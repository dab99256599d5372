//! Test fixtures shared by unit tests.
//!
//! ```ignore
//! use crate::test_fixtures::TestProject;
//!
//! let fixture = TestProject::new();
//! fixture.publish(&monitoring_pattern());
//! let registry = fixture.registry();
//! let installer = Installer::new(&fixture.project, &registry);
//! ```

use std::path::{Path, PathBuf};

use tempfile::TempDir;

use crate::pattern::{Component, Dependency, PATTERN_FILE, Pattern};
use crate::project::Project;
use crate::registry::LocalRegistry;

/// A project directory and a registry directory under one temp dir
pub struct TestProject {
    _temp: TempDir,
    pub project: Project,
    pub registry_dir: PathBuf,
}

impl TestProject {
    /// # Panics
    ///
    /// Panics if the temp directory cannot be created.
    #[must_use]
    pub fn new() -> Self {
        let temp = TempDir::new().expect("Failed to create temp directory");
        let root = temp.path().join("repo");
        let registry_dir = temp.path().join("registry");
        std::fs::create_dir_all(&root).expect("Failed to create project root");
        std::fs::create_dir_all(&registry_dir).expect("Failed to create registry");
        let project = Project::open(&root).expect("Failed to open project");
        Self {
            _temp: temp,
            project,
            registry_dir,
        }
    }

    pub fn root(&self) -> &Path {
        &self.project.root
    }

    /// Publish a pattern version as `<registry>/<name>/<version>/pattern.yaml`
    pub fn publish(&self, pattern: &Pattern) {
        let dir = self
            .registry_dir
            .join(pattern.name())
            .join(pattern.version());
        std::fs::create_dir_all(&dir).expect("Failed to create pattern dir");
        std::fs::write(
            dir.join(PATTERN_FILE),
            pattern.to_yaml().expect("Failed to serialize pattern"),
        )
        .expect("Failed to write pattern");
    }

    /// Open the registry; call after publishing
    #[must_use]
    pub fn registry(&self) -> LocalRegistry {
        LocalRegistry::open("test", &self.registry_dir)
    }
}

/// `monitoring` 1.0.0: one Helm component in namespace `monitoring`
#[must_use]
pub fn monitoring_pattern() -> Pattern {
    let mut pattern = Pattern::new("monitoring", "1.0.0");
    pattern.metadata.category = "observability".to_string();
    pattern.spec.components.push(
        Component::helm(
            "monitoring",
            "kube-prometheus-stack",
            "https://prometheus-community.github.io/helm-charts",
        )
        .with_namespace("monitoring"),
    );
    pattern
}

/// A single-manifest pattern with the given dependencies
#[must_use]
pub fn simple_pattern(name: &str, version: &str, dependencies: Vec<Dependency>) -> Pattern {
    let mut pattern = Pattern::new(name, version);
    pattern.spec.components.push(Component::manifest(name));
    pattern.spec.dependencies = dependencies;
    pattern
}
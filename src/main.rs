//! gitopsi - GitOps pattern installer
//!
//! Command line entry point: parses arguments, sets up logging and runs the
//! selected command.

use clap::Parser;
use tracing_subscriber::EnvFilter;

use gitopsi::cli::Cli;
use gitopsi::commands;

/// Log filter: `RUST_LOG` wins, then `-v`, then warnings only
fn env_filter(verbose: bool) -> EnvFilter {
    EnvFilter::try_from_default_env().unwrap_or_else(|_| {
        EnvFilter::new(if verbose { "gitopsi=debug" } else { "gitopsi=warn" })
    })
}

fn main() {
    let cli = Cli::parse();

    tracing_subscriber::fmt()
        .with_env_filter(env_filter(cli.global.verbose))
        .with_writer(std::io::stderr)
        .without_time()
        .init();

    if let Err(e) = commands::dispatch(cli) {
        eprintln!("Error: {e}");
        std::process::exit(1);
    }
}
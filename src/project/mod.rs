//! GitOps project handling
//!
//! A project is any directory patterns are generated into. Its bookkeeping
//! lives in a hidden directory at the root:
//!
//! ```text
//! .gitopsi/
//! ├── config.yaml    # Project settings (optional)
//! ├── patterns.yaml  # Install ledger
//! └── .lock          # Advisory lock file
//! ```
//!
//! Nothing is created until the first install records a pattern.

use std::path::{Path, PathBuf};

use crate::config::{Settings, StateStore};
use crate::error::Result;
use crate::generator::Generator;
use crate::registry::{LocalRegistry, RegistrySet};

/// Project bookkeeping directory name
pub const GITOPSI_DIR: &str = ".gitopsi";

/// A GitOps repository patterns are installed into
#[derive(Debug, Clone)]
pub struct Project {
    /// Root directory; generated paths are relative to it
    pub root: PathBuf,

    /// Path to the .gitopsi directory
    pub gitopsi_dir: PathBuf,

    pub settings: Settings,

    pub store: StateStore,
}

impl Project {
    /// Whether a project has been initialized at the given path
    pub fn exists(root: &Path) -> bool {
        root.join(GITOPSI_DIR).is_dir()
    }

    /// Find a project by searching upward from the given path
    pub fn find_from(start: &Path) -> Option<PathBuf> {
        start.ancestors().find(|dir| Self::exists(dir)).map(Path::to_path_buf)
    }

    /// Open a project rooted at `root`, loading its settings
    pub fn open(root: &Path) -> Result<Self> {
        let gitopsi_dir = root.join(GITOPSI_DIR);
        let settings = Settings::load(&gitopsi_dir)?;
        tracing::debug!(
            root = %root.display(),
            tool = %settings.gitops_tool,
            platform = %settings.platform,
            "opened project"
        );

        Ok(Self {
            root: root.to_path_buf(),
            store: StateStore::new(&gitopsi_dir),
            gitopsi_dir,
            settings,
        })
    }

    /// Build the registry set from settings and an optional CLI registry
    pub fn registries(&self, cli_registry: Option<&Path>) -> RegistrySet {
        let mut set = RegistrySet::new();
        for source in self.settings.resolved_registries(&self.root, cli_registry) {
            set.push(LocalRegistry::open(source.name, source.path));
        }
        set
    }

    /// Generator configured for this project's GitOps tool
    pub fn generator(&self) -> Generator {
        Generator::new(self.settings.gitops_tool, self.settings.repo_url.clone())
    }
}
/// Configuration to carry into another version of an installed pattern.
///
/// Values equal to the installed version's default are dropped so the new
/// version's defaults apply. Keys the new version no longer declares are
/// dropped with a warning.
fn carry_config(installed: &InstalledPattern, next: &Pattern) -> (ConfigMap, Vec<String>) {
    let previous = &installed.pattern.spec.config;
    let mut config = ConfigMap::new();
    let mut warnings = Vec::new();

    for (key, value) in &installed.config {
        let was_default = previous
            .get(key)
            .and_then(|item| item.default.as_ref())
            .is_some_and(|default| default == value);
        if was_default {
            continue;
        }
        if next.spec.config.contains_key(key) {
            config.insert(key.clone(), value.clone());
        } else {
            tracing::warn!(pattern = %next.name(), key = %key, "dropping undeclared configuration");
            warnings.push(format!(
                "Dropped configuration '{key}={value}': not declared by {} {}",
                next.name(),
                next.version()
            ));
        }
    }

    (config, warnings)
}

════════════════════

§ **Exercise requirements**
Pull every line containing "exists" from the data.

§ **Response to this task**
    pub fn exists(root: &Path) -> bool {
        start.ancestors().find(|dir| Self::exists(dir)).map(Path::to_path_buf)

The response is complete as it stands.